家から最寄の駅に行くとき、駅の駐輪場で毎日、白と黒のパピヨン犬を、まるで赤ん坊のように抱きかかえたおばあさんに出くわす。

最初の頃は、あの人毎日ここに来てるんだなぁとしか思っていたなかったが、どちらの方から言い出したのか忘れたが、次第に互いに挨拶するようになった。

で、エスカレーター式の学校だったので、高校も同じ所に通うようになった。
大学も自宅から通える所の大学に進学し、就職も自宅から通った。

俺はその後、結婚したが、そのまま親と同居して、子供も生まれ、やがて高校に上がる年になった。

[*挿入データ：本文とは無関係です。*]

impl Target {
    pub async fn new(
        daemon_id: &str,
        config: ConfigView,
        smap: SmapReceiver,
        bmd: BmdReceiver,
        connector: Arc<dyn Connector>,
    ) -> Result<Arc<Target>> {
        let cfg = config.get();
        let mfs = Arc::new(MountedFs::new());
        let iostat = Arc::new(IostatContext::new(cfg.disk.clone()));

        if cfg.test_fspaths.count > 0 {
            // virtual mountpaths share one filesystem
            mfs.disable_fsid_check();
            let root = cfg
                .fspaths
                .first()
                .cloned()
                .unwrap_or_else(|| std::env::temp_dir().join("tos"))
                .join(cfg.test_fspaths.instance.to_string());
            for i in 0..cfg.test_fspaths.count {
                let path = root.join(format!("mp{}", i));
                tokio::fs::create_dir_all(&path).await?;
                mfs.add(&path).await?;
            }
        } else {
            for path in &cfg.fspaths {
                mfs.add(path).await?;
            }
        }

        {
            let snap = mfs.get();
            for mp in snap.available.values() {
                iostat.register_mountpath(&mp.path).await;
            }
        }

        let target = Arc::new(Target {
            daemon_id: daemon_id.into(),
            config: Arc::new(config),
            mfs,
            iostat: iostat.clone(),
            smap,
            bmd,
            demux: Arc::new(Demux::new()),
            connector,
            ec: Mutex::new(None),
            ec_buckets: Mutex::new(HashSet::new()),
            mirrors: Mutex::new(HashMap::new()),
            runners: Mutex::new(Vec::new()),
            shutdown: CancellationToken::new(),
        });

        tokio::spawn(iostat.run(target.shutdown.clone()));
        Ok(target)
    }

    pub fn daemon_id(&self) -> &str {
        &self.daemon_id
    }

    pub fn mfs(&self) -> &Arc<MountedFs> {
        &self.mfs
    }

    pub fn iostat(&self) -> &Arc<IostatContext> {
        &self.iostat
    }

    /// the receive demux; the embedding daemon serves it on the
    /// target's data port.
    pub fn demux(&self) -> &Arc<Demux> {
        &self.demux
    }

    pub fn register_path_runner(&self, runner: Arc<dyn PathRunner>) {
        self.runners.lock().unwrap().push(runner);
    }

    pub fn shutdown(&self) {
        self.shutdown.cancel();
    }

    /// start the listener loop: cluster-map versions, bucket-metadata
    /// versions, and mountpath lifecycle events.
    pub fn run(self: Arc<Self>) {
        let this = self;
        // subscribe before handing off so no event falls between
        let mut events = this.mfs.subscribe();
        tokio::spawn(async move {
            let mut smap_rx = this.smap.clone();
            let mut bmd_rx = this.bmd.clone();

            // act on whatever view versions exist at startup
            let initial = bmd_rx.borrow().clone();
            this.sync_bmd(&initial).await;

            loop {
                tokio::select! {
                    _ = this.shutdown.cancelled() => break,

                    Ok(()) = smap_rx.changed() => {
                        let version = smap_rx.borrow().version;
                        log::info!("cluster map v{} received", version);
                        let mgr = this.ec.lock().unwrap().clone();
                        if let Some(mgr) = mgr {
                            mgr.on_smap_change();
                        }
                    }

                    Ok(()) = bmd_rx.changed() => {
                        let bmd = bmd_rx.borrow().clone();
                        log::info!("bucket metadata v{} received", bmd.version);
                        this.sync_bmd(&bmd).await;
                        if let Err(err) = bmd::store(&this.mfs, &bmd) {
                            log::warn!("failed to persist bucket metadata: {:#}", err);
                        }
                    }

                    Ok(event) = events.recv() => {
                        this.on_mpath_event(event).await;
                    }
                }
            }
        });
    }

    async fn sync_bmd(&self, bmd: &Bmd) {
        // EC per bucket
        let previously: HashSet<String> = self.ec_buckets.lock().unwrap().clone();
        let mut now = HashSet::new();
        for (bucket, props) in &bmd.buckets {
            if props.ec.enabled {
                now.insert(bucket.clone());
                match self.ec_manager() {
                    Ok(mgr) => mgr.enable_bucket(bucket, props).await,
                    Err(err) => log::error!("cannot bring up EC: {:#}", err),
                }
            }
        }
        for gone in previously.difference(&now) {
            let mgr = self.ec.lock().unwrap().clone();
            if let Some(mgr) = mgr {
                mgr.disable_bucket(gone).await;
            }
        }
        *self.ec_buckets.lock().unwrap() = now;

        // mirror engines for buckets that turned mirroring off
        let mut mirrors = self.mirrors.lock().unwrap();
        mirrors.retain(|bucket, xact| {
            let keep = bmd.mirror_enabled(bucket);
            if !keep {
                xact.abort();
            }
            keep
        });
    }

    async fn on_mpath_event(&self, event: MpathEvent) {
        log::info!("mountpath event: {:?}", event);
        match &event {
            MpathEvent::Added(path) | MpathEvent::Enabled(path) => {
                self.iostat.register_mountpath(path).await;
            }
            MpathEvent::Removed(path) | MpathEvent::Disabled(path) => {
                self.iostat.unregister_mountpath(path);
            }
        }

        // mirror workers hold a mountpath snapshot; retire them and let
        // the next PUT start fresh ones
        {
            let mut mirrors = self.mirrors.lock().unwrap();
            for (_, xact) in mirrors.drain() {
                xact.abort();
            }
        }

        let runners: Vec<Arc<dyn PathRunner>> = self.runners.lock().unwrap().clone();
        for runner in runners {
            runner.on_mpath_event(&event).await;
        }
    }

    fn bucket_props(&self, bucket: &str) -> Result<BucketProps> {
        self.bmd
            .borrow()
            .get(bucket)
            .cloned()
            .ok_or_else(|| Error::UnknownBucket(bucket.into()))
    }

    fn ec_manager(&self) -> Result<Arc<ec::Manager>> {
        let mut guard = self.ec.lock().unwrap();
        if let Some(mgr) = &*guard {
            return Ok(mgr.clone());
        }
        let mgr = ec::Manager::new(
            &self.daemon_id,
            self.mfs.clone(),
            self.smap.clone(),
            self.connector.clone(),
            &self.config.get().timeout,
            &self.demux,
        )?;
        *guard = Some(mgr.clone());
        Ok(mgr)
    }

    fn mirror_xact(
        &self,
        bucket: &str,
        local: Locality,
        conf: &MirrorConf,
    ) -> Result<Arc<XactCopy>> {
        let mut mirrors = self.mirrors.lock().unwrap();
        if let Some(xact) = mirrors.get(bucket) {
            if !xact.finished() {
                return Ok(xact.clone());
            }
        }
        let mpaths = self.mfs.get().available.values().cloned().collect();
        let xact = XactCopy::start(bucket, local, conf.clone(), mpaths, self.iostat.clone())?;
        mirrors.insert(bucket.into(), xact.clone());
        Ok(xact)
    }

    /// the write path: workfile on the HRW mountpath, checksum while
    /// writing, atomic rename, LOM persist, then mirror and EC.
    pub async fn put_object(&self, bucket: &str, objname: &str, data: &[u8]) -> Result<PathBuf> {
        let props = self.bucket_props(bucket)?;
        let local = props.local;
        let uname = format!("{}/{}", bucket, objname);

        let mp = {
            let snap = self.mfs.get();
            snap.available
                .values()
                .max_by_key(|mp| hash::hrw_weight(&uname, mp.digest))
                .cloned()
                .ok_or(Error::NoMountpaths)?
        };

        // one writer at a time per object; concurrent writers get
        // distinct workfiles and the last rename wins
        let work_fqn = mp.work_fqn(local, bucket, objname, WORK_PUT);
        if let Some(parent) = work_fqn.parent() {
            tokio::fs::create_dir_all(parent).await?;
        }

        let mut hasher = Hasher::new(CksumType::Xxhash);
        hasher.update(data);
        if let Err(err) = tokio::fs::write(&work_fqn, data).await {
            let _ = tokio::fs::remove_file(&work_fqn).await;
            return Err(err.into());
        }

        // bump the version of an existing object
        let version = {
            let mut prev = Lom::new(mp.clone(), local, bucket, objname);
            match prev.load_meta_from_fs().await {
                Ok(()) => prev.version.parse::<u64>().unwrap_or(0) + 1,
                Err(_) => 1,
            }
        };

        let mut lom = Lom::new(mp, local, bucket, objname);
        if let Some(parent) = lom.fqn.parent() {
            tokio::fs::create_dir_all(parent).await?;
        }
        if let Err(err) = tokio::fs::rename(&work_fqn, &lom.fqn).await {
            let _ = tokio::fs::remove_file(&work_fqn).await;
            return Err(err.into());
        }

        lom.size = data.len() as u64;
        lom.version = version.to_string();
        lom.cksum = Some(hasher.finish());
        lom.touch();
        // a fresh record: an overwrite drops the previous copy list and
        // the mirror engine re-replicates
        lom.persist()?;
        let fqn = lom.fqn.clone();

        if props.mirror.enabled {
            // replication is best-effort: the object is durable on its
            // primary either way
            match self.mirror_xact(bucket, local, &props.mirror) {
                Ok(xact) => {
                    if let Err(err) = xact.copy(lom) {
                        log::warn!("mirror of '{}' skipped: {:#}", uname, err);
                    }
                }
                Err(err) => log::warn!("mirror engine unavailable: {:#}", err),
            }
        }

        if props.ec.enabled {
            let mgr = self.ec_manager()?;
            let mut ec_lom = Lom::new(
                self.mfs.resolve_fqn(&fqn)?.mpath.clone(),
                local,
                bucket,
                objname,
            );
            ec_lom.load().await?;
            // queue and return; delivery failures are the engine's to
            // log, but a cluster too small to encode fails the PUT
            let _completion = mgr.encode(ec_lom).await?;
        }

        Ok(fqn)
    }

    /// the read path: primary by HRW first, then any surviving mirror
    /// copy, then EC restore.
    pub async fn get_object(&self, bucket: &str, objname: &str) -> Result<Vec<u8>> {
        let props = self.bucket_props(bucket)?;
        let local = props.local;
        let uname = format!("{}/{}", bucket, objname);

        let mut candidates: Vec<_> = {
            let snap = self.mfs.get();
            snap.available.values().cloned().collect()
        };
        candidates.sort_by_key(|mp| std::cmp::Reverse(hash::hrw_weight(&uname, mp.digest)));

        for mp in candidates {
            let mut lom = Lom::new(mp, local, bucket, objname);
            match lom.load().await {
                Ok(()) => {
                    let data = tokio::fs::read(&lom.fqn).await?;
                    lom.touch();
                    lom.recache();
                    return Ok(data);
                }
                Err(err) => {
                    log::debug!("{}: {:#}", lom, err);
                }
            }
        }

        if props.ec.enabled {
            let mgr = self.ec_manager()?;
            let mp = {
                let snap = self.mfs.get();
                snap.available
                    .values()
                    .max_by_key(|mp| hash::hrw_weight(&uname, mp.digest))
                    .cloned()
                    .ok_or(Error::NoMountpaths)?
            };
            let lom = Lom::new(mp.clone(), local, bucket, objname);
            let fqn = lom.fqn.clone();
            let completion = mgr.restore(lom).await?;
            match completion.await {
                Ok(Ok(())) => return Ok(tokio::fs::read(&fqn).await?),
                Ok(Err(err)) => return Err(err.into()),
                Err(_) => return Err(ec::Error::Aborted.into()),
            }
        }

        Err(Error::NotFound {
            bucket: bucket.into(),
            objname: objname.into(),
        })
    }

    /// remove the object, its mirror copies, and (when EC is on) its
    /// remote slices.
    pub async fn delete_object(&self, bucket: &str, objname: &str) -> Result<()> {
        let props = self.bucket_props(bucket)?;
        let local = props.local;

        let mut found = false;
        let snap = self.mfs.get();
        for mp in snap.available.values() {
            let lom = Lom::new(mp.clone(), local, bucket, objname);
            match tokio::fs::remove_file(&lom.fqn).await {
                Ok(()) => {
                    lom.uncache();
                    found = true;
                }
                Err(err) if err.kind() == std::io::ErrorKind::NotFound => {}
                Err(err) => return Err(err.into()),
            }
        }

        if props.ec.enabled {
            if let Ok(mgr) = self.ec_manager() {
                let mp = snap
                    .available
                    .values()
                    .next()
                    .cloned()
                    .ok_or(Error::NoMountpaths)?;
                let lom = Lom::new(mp, local, bucket, objname);
                if let Err(err) = mgr.cleanup(&lom).await {
                    log::warn!("slice cleanup for '{}/{}': {:#}", bucket, objname, err);
                }
            }
        }

        if !found {
            return Err(Error::NotFound {
                bucket: bucket.into(),
                objname: objname.into(),
            });
        }
        Ok(())
    }
}
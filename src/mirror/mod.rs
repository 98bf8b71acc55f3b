use crate::config::MirrorConf;
use crate::disk::IostatContext;
use crate::fs::content::WORK_COPY;
use crate::fs::{Locality, MountpathInfo};
use crate::lom::{self, Lom};
use crate::xaction::{Xact, XactBase, XactDemand, DEFAULT_IDLE};
use std::collections::HashMap;
use std::path::PathBuf;
use std::sync::Arc;
use thiserror::Error;
use tokio::io::{AsyncWriteExt, BufReader, BufWriter};
use tokio::sync::mpsc;
use tokio_util::sync::CancellationToken;

pub type Result<T> = std::result::Result<T, Error>;

#[derive(Error, Debug)]
pub enum Error {
    #[error("mirroring requires copies=2, got {0}")]
    BadCopies(u32),

    #[error("mirror xaction is not running")]
    NotRunning,

    #[error("lom error: {0}")]
    Lom(#[from] lom::Error),

    #[error("io error: {0:#}")]
    IO(#[from] std::io::Error),
}

// sentinel above any reachable disk utilization
const UTIL_SENTINEL: i64 = 101;

const KIND_MIRROR: &str = "mirror";

struct CopyReq {
    lom: Lom,
    dst: Arc<MountpathInfo>,
}

/// n-way local replication for one bucket: a demand xaction with one
/// worker per mountpath plus the dispatching entry point. a PUT
/// completion hands the primary LOM to `copy`; the engine picks the
/// least-utilized peer mountpath and replicates there.
pub struct XactCopy {
    demand: Arc<XactDemand>,
    conf: MirrorConf,
    iostat: Arc<IostatContext>,
    mpaths: Vec<Arc<MountpathInfo>>,
    workers: HashMap<PathBuf, mpsc::Sender<CopyReq>>,
    stop: CancellationToken,
}

impl Xact for XactCopy {
    fn base(&self) -> &XactBase {
        self.demand.base()
    }
}

impl XactCopy {
    /// spawn the workers and the idle monitor. `mpaths` is the mountpath
    /// snapshot this xaction serves; the coordinator restarts the
    /// xaction when the set changes.
    pub fn start(
        bucket: &str,
        local: Locality,
        conf: MirrorConf,
        mpaths: Vec<Arc<MountpathInfo>>,
        iostat: Arc<IostatContext>,
    ) -> Result<Arc<XactCopy>> {
        if conf.copies != 2 {
            return Err(Error::BadCopies(conf.copies));
        }

        let demand = Arc::new(XactDemand::new(
            KIND_MIRROR,
            Some((bucket.into(), local)),
            DEFAULT_IDLE,
        ));
        let stop = CancellationToken::new();

        let mut workers = HashMap::new();
        for mp in &mpaths {
            let (tx, rx) = mpsc::channel(conf.burst_buffer.max(1));
            workers.insert(mp.path.clone(), tx);
            tokio::spawn(worker(rx, demand.clone(), stop.clone()));
        }

        let xact = Arc::new(XactCopy {
            demand,
            conf,
            iostat,
            mpaths,
            workers,
            stop,
        });

        tokio::spawn(monitor(xact.clone()));
        log::info!("{} started", xact.base());
        Ok(xact)
    }

    /// schedule one replication. no eligible destination is not an
    /// error: the object simply stays single-copy for this PUT.
    pub fn copy(&self, lom: Lom) -> Result<()> {
        if self.finished() {
            return Err(Error::NotRunning);
        }
        self.demand.renew();

        let dst = match self.find_least_utilized(&lom) {
            Some(dst) => dst,
            None => {
                log::debug!("{}: no eligible mountpath for a copy of {}", self.base(), lom);
                return Ok(());
            }
        };

        let tx = self
            .workers
            .get(&dst.path)
            .cloned()
            .ok_or(Error::NotRunning)?;
        self.demand.inc_pending();
        if let Err(err) = tx.try_send(CopyReq { lom, dst }) {
            // burst buffer full (or worker gone): drop the copy, the
            // object stays readable from its primary
            self.demand.dec_pending();
            log::warn!("{}: copy dropped: {}", self.base(), err);
        }
        Ok(())
    }

    /// destination selection: skip the primary's mountpath and any
    /// mountpath already holding a copy; of the survivors take the one
    /// with the lowest current utilization.
    fn find_least_utilized(&self, lom: &Lom) -> Option<Arc<MountpathInfo>> {
        let mut best: Option<Arc<MountpathInfo>> = None;
        let mut best_util = UTIL_SENTINEL;
        for mp in &self.mpaths {
            if mp.path == lom.mpath().path {
                continue;
            }
            if lom.has_copies() && lom.is_copy_on(mp) {
                continue;
            }
            let util = self.iostat.utilization(&mp.path);
            if util < best_util {
                best_util = util;
                best = Some(mp.clone());
            }
        }
        best
    }

    pub fn pending(&self) -> i64 {
        self.demand.pending()
    }

    pub fn util_thresh(&self) -> i64 {
        self.conf.util_thresh
    }
}

async fn monitor(xact: Arc<XactCopy>) {
    let abort = xact.chan_abort();
    let mut ticker = xact.demand.ticker();
    loop {
        tokio::select! {
            _ = abort.cancelled() => break,
            _ = ticker.tick() => {
                if xact.demand.timeout() {
                    break;
                }
            }
        }
    }
    xact.base().finish();
    xact.stop.cancel();
    log::info!("{} stopped", xact.base());
}

async fn worker(
    mut rx: mpsc::Receiver<CopyReq>,
    demand: Arc<XactDemand>,
    stop: CancellationToken,
) {
    loop {
        let req = tokio::select! {
            _ = stop.cancelled() => return,
            req = rx.recv() => match req {
                Some(req) => req,
                None => return,
            },
        };

        let primary = req.lom.fqn.clone();
        if let Err(err) = copy_one(req).await {
            log::error!("failed to mirror '{}': {:#}", primary.display(), err);
        }
        demand.dec_pending();
    }
}

/// the copy protocol: stream into a workfile on the destination, rename
/// into place, then persist both sides of the copy relationship.
async fn copy_one(req: CopyReq) -> Result<()> {
    let CopyReq { mut lom, dst } = req;

    let work_fqn = dst.work_fqn(lom.local(), lom.bucket(), lom.objname(), WORK_COPY);
    let copy_fqn = dst.obj_fqn(lom.local(), lom.bucket(), lom.objname());

    if let Some(parent) = work_fqn.parent() {
        tokio::fs::create_dir_all(parent).await?;
    }

    // fixed-size buffered copy of the primary's bytes
    let src = tokio::fs::File::open(&lom.fqn).await?;
    let dst_file = tokio::fs::File::create(&work_fqn).await?;
    let mut reader = BufReader::with_capacity(128 * 1024, src);
    let mut writer = BufWriter::with_capacity(128 * 1024, dst_file);
    if let Err(err) = tokio::io::copy(&mut reader, &mut writer).await {
        let _ = tokio::fs::remove_file(&work_fqn).await;
        return Err(err.into());
    }
    writer.flush().await?;
    drop(writer);

    if let Some(parent) = copy_fqn.parent() {
        tokio::fs::create_dir_all(parent).await?;
    }
    // same filesystem: atomic
    if let Err(err) = tokio::fs::rename(&work_fqn, &copy_fqn).await {
        let _ = tokio::fs::remove_file(&work_fqn).await;
        return Err(err.into());
    }

    let metadata = match lom.add_xcopy(copy_fqn.clone()) {
        Ok(()) => lom.clone_to(dst).persist(),
        Err(err) => Err(err),
    };
    if let Err(err) = metadata {
        // the copy file without metadata is useless; drop it and leave
        // the primary as it was
        let _ = tokio::fs::remove_file(&copy_fqn).await;
        lom.recache();
        return Err(err.into());
    }

    lom.recache();
    Ok(())
}

impl Drop for XactCopy {
    fn drop(&mut self) {
        self.stop.cancel();
    }
}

その間も、俺は今までと同じような時間に(前後30分程度は遅く家を出たり早く出たりしたが)駅に向かい、その犬を抱えたおばあさんと顔をあわせ、挨拶をし、電車に乗っていた。

親がそのおばあさんと犬の名前を知っていたから、今まで油断していたが、もうかれこれ30年近く顔を合わしているが、年をくっていないんだなぁ。

しかも、おばあさんだけじゃなく、犬のほうも30年近く同じまま。
このスレの存在を見て、ふいにそのおばあさんの事が不思議に思えるようになった。
ただ、それだけのことなんだけどね。